Learning sound scenes could help autonomous cars identify their surroundings. The algorithm would be able to identify the surrounding sounds using microphones. The vehicle would be able to recognize the sound of a siren and its variations in sound intensity. Autonomous cars would then be able to change lanes to let an ambulance or fire engine pass, without having to “see” it in the detection cameras. The processes developed in the HI-Audio project could be applied to many other areas. The algorithms could be used in predictive maintenance to control the quality of parts in a production line. A car part, such as a bumper, is typically controlled based on the sound resonance generated when a non-destructive impact is applied.
The other key applications for the HI-Audio project are in the field of AI for music, particularly to assist musical creation by developing new interpretable methods for sound synthesis and transformation.
Machine learning and music
“One of the goals of this project is to build a database of music recordings from a wide variety of styles and different cultures,” Gaël Richard explains. “This database, which will be automatically annotated (with precise semantic information), will expand the research to include less studied or less distributed music, especially from audio streaming platforms,” he says. One of the challenges of this project is that of developing algorithms capable of recognizing the words and phrases spoken by the performers, retranscribing the music regardless of its recording location, and contributing new musical transformation capabilities (style transfer, rhythmic transformation, word changes).

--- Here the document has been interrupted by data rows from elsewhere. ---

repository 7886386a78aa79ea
//! HTTP REST API interfaces
//!
//! - `common`: shared wire types and the validated-JSON extractor
//! - `modules`: per-resource handlers and DTOs
//! - `router`: API router with Swagger documentation

pub mod common;
pub mod modules;
pub mod router;

pub use router::create_api_router;
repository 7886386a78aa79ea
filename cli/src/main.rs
//! Member service — CLI launcher
//!
//! Headless REST server suitable for deployment as a systemd service,
//! Docker container, or standalone process.
//!
//! ```sh
//! # Run with default config (~/.config/member-service/config.toml)
//! member-cli
//!
//! # Custom config path
//! member-cli --config /etc/member-service/config.toml
//!
//! # Override the port and seed demo data
//! member-cli --port 8080 --seed
//!
//! # Validate config without starting
//! member-cli --check
//! ```

use std::path::PathBuf;

use clap::Parser;
use tracing::{error, info};

use member_service::config::AppConfig;
use member_service::server::{init_tracing, ServerHandle, ServerOptions};

/// Member management REST service.
#[derive(Parser, Debug)]
#[command(
    name = "member-cli",
    version,
    about = "REST API server for member management",
    long_about = "Member service — paginated, searchable, sortable member listing \
                  plus CRUD over a SQLite-backed table.\n\n\
                  Default config: ~/.config/member-service/config.toml"
)]
struct Cli {
    /// Path to the configuration file (TOML).
    #[arg(short, long, env = "MEMBERS_CONFIG")]
    config: Option<PathBuf>,

    /// Override the REST API listen port.
    #[arg(long)]
    port: Option<u16>,

    /// Override the log level (trace, debug, info, warn, error).
    #[arg(short, long)]
    log_level: Option<String>,

    /// Validate the configuration file and exit without starting the server.
    #[arg(long)]
    check: bool,

    /// Skip database migrations on startup.
    #[arg(long)]
    no_migrate: bool,

    /// Seed demo members into an empty database on startup.
    #[arg(long)]
    seed: bool,
}

#[tokio::main]
async fn main() -> Result<(), Box<dyn std::error::Error>> {
    let cli = Cli::parse();

    // ── Load configuration ─────────────────────────────────────
    let config_path = cli
        .config
        .unwrap_or_else(member_service::default_config_path);

    let mut config = match AppConfig::load(&config_path) {
        Ok(cfg) => {
            // Init tracing first so subsequent logs are formatted properly
            init_tracing(&cfg);
            info!("Configuration loaded from {}", config_path.display());
            cfg
        }
        Err(e) => {
            // Fallback tracing init
            tracing_subscriber::fmt()
                .with_env_filter(tracing_subscriber::EnvFilter::new("info"))
                .init();
            error!(
                "Failed to load config from {}: {}",
                config_path.display(),
                e
            );
            error!("Using default configuration.");
            AppConfig::default()
        }
    };

    // ── Apply CLI overrides ────────────────────────────────────
    if let Some(port) = cli.port {
        info!("CLI override: port = {}", port);
        config.server.port = port;
    }
    if let Some(ref level) = cli.log_level {
        info!("CLI override: log_level = {}", level);
        config.logging.level = level.clone();
    }

    // ── Config validation mode ─────────────────────────────────
    if cli.check {
        println!("Configuration is valid");
        println!("   Config file : {}", config_path.display());
        println!("   API address : {}", config.address());
        println!("   Database    : {}", config.database.connection_url());
        println!("   Log level   : {}", config.logging.level);
        return Ok(());
    }

    // ── Start server ───────────────────────────────────────────
    let seed_demo = cli.seed || config.seed.demo_members;
    let handle = ServerHandle::start(ServerOptions {
        config,
        auto_migrate: !cli.no_migrate,
        seed_demo,
    })
    .await?;

    info!("Press Ctrl+C to shutdown gracefully.");
    handle.run_until_signal().await;

    Ok(())
}
use chrono::NaiveDate;

use super::MemberStatus;
use crate::shared::Patch;

/// Partial update for a member. Only fields carrying a value are applied;
/// absent fields leave the stored record untouched. Identity fields (id,
/// created_at) are not patchable.
#[derive(Debug, Clone, Default)]
pub struct UpdateMemberPatch {
    pub first_name: Patch<String>,
    pub last_name: Patch<String>,
    pub email: Patch<String>,
    pub phone: Patch<String>,
    pub age: Patch<i32>,
    pub city: Patch<String>,
    pub status: Patch<MemberStatus>,
    pub join_date: Patch<NaiveDate>,
}

impl UpdateMemberPatch {
    /// True when no field carries a value, i.e. applying the patch would
    /// change nothing.
    pub fn is_empty(&self) -> bool {
        self.first_name.as_value().is_none()
            && self.last_name.as_value().is_none()
            && self.email.as_value().is_none()
            && self.phone.as_value().is_none()
            && self.age.as_value().is_none()
            && self.city.as_value().is_none()
            && self.status.as_value().is_none()
            && self.join_date.as_value().is_none()
    }
}
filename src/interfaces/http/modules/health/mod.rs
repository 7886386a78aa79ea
//! Health module — liveness and database reachability

pub mod handlers;

pub use handlers::*;
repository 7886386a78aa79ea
//! Members module — CRUD with pagination, search and sorting

pub mod dto;
pub mod handlers;

pub use dto::*;
pub use handlers::*;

“One important aspect of the project will also be the separation of sound sources,” Gaël Richard says. In an audio file, the separation of sources, which in the case of music are each linked to a different instrument, is generally achieved via filtering or “masking”. The idea is to hide all other sources until only the target source remains. One less common approach is to isolate the instrument via sound synthesis. This involves analyzing the music to characterize the sound source to be extracted in order to reproduce it. For Gaël Richard, “the advantage is that, in principle, artifacts from other sources are entirely absent. In addition, the synthesized source can be controlled by a few interpretable parameters, such as the fundamental frequency, which is directly related to the sound’s perceived pitch,” he says. “This type of approach opens up tremendous opportunities for sound manipulation and transformation, with real potential for developing new tools to assist music creation,” says Gaël Richard.
*HI-Audio will start on October 1st, 2022 and will be funded by the ERC Advanced Grant for five years for a total amount of €2.48 million.